Data for: When Negotiators with Honest Reputations are Less (and More) Likely to be Deceived

Published: 31 January 2020| Version 1 | DOI: 10.17632/fmx84f94tv.1
Contributors:
Ilanit SimanTov-Nachlieli, Liron Har-Vardi, Simone Moran

Description

The current research examines negotiators’ deception behaviors towards unfamiliar counterparts with varying creditable reputations– specifically, proficient, friendly, and honest reputations. We primarily differentiate between the honest and friendly reputations, which are both seemingly cooperative, and often tangled in the negotiation literature.
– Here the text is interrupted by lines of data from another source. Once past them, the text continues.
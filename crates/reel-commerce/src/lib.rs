//! Movie rental/purchase domain types and logic for the Reel storefront.
//!
//! This crate provides the in-memory core of a single-session storefront:
//!
//! - **Catalog**: a static, read-only list of movies loaded once at startup
//! - **Search**: text and genre filtering over the catalog
//! - **Cart**: line items keyed by (movie id, transaction type), with
//!   on-demand totals
//!
//! # Example
//!
//! ```rust
//! use reel_commerce::prelude::*;
//!
//! let mut dune = Movie::new(1, "Dune", 2021);
//! dune.rental_price = Money::from_decimal(3.99, Currency::USD);
//!
//! let catalog = Catalog::new(vec![dune]).unwrap();
//!
//! let mut cart = Cart::new();
//! let movie = catalog.get(MovieId::new(1)).unwrap();
//! cart.add(movie.id, movie.price_for(TransactionType::Rental), TransactionType::Rental);
//!
//! let totals = cart.totals(&catalog);
//! assert_eq!(totals.item_count, 1);
//! assert_eq!(totals.total.display(), "$3.99");
//! ```

pub mod error;
pub mod ids;
pub mod money;
pub mod transaction;

pub mod cart;
pub mod catalog;
pub mod search;

pub use error::CatalogError;
pub use ids::MovieId;
pub use money::{Currency, Money};
pub use transaction::TransactionType;

/// Prelude for convenient imports.
pub mod prelude {
    pub use crate::error::CatalogError;
    pub use crate::ids::MovieId;
    pub use crate::money::{Currency, Money};
    pub use crate::transaction::TransactionType;

    // Catalog
    pub use crate::catalog::{Catalog, Movie};

    // Cart
    pub use crate::cart::{Cart, CartTotals, LineItem, LineKey};

    // Search
    pub use crate::search::{filter_movies, CatalogQuery, CategoryFilter};
}
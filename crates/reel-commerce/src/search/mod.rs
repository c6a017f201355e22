//! Search module.
//!
//! Pure text/genre filtering over the catalog. No matches is an empty
//! result, never an error.

mod filter;
mod query;

pub use filter::filter_movies;
pub use query::{CatalogQuery, CategoryFilter};
//! Session state, view models, and UI action wiring for the Reel storefront.
//!
//! This crate is UI-framework agnostic: the host owns the event loop and
//! the DOM (or whatever rendering surface it uses), feeds raw user actions
//! into [`Storefront::dispatch`], drives timers through
//! [`Storefront::tick`], and renders the pure view models from
//! [`view`]. All state lives in one owned [`Storefront`] per session; it
//! is created at page load and dies with it.
//!
//! # Example
//!
//! ```rust
//! use reel_commerce::prelude::*;
//! use reel_storefront::{Storefront, UiAction};
//!
//! let mut dune = Movie::new(1, "Dune", 2021);
//! dune.rental_price = Money::from_decimal(3.99, Currency::USD);
//! let catalog = Catalog::new(vec![dune]).unwrap();
//!
//! let mut store = Storefront::new(catalog);
//! let cmd = store.dispatch(UiAction::Card { id: "1".into(), kind: "rent".into() }, 0);
//! assert!(cmd.is_none());
//!
//! let cart = store.cart_view();
//! assert_eq!(cart.total_display, "$3.99");
//! ```

pub mod action;
pub mod notify;
pub mod session;
pub mod view;

pub use action::{HostCommand, UiAction};
pub use notify::{Notice, Notifier, NOTICE_TTL_MS};
pub use session::{Storefront, PANEL_CLOSE_DELAY_MS};
pub use view::{cart_view, movie_cards, CartLineView, CartView, MovieCard};
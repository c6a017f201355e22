//! Catalog error types.
//!
//! The cart and filter paths deliberately have no error states: lookup
//! misses and empty filter results are benign. Errors only arise when
//! loading the catalog itself.

use crate::ids::MovieId;
use thiserror::Error;

/// Errors that can occur while building the catalog.
#[derive(Error, Debug)]
pub enum CatalogError {
    /// Two movies share the same id.
    #[error("Duplicate movie id in catalog: {0}")]
    DuplicateMovieId(MovieId),

    /// The catalog document could not be parsed.
    #[error("Serialization error: {0}")]
    Serialization(#[from] serde_json::Error),
}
We generally hypothesized that Negotiators would deceive counterparts with honest reputations less than those with friendly (or proficient) reputations and that the attenuated deception towards counterparts with honest versus friendly (or proficient) reputations would disappear (or even backfire) in the face of in-congruency – that is, in face of counterparts' deceptive conduct. We also gained further insight into the underlying mechanisms and boundary conditions. Data was extracted from "Qualtrics". It includes raw data from our negotiation sessions (reported in Studies 1 to 4) including three preliminary studies (A, B, and C). Please note that in Studies 2 and 4, we also had a prior phase - reported in the manuscript as phase 1, which measured various individual differences, including participants' dispositional lying tendencies. Study 2 and Study 4's data files contain the main session variables (Phase 2) plus the individual differences measures collected in Phase 1 (for the same participant). The actual chat sessions (conducted via "chatplat" in Study 4) are also attached in a txt file extracted from "chatplat" platform, and are in Hebrew. SPSS data files are attached (for each Study). We added a label for each variable for further clarifications. We also attached SPSS syntax files. These files include comments demonstrating the exact filter condition (Data-> Select Cases) used before any analyses were conducted. We further report the specific SPSS analyses conducted and reported in the manuscript.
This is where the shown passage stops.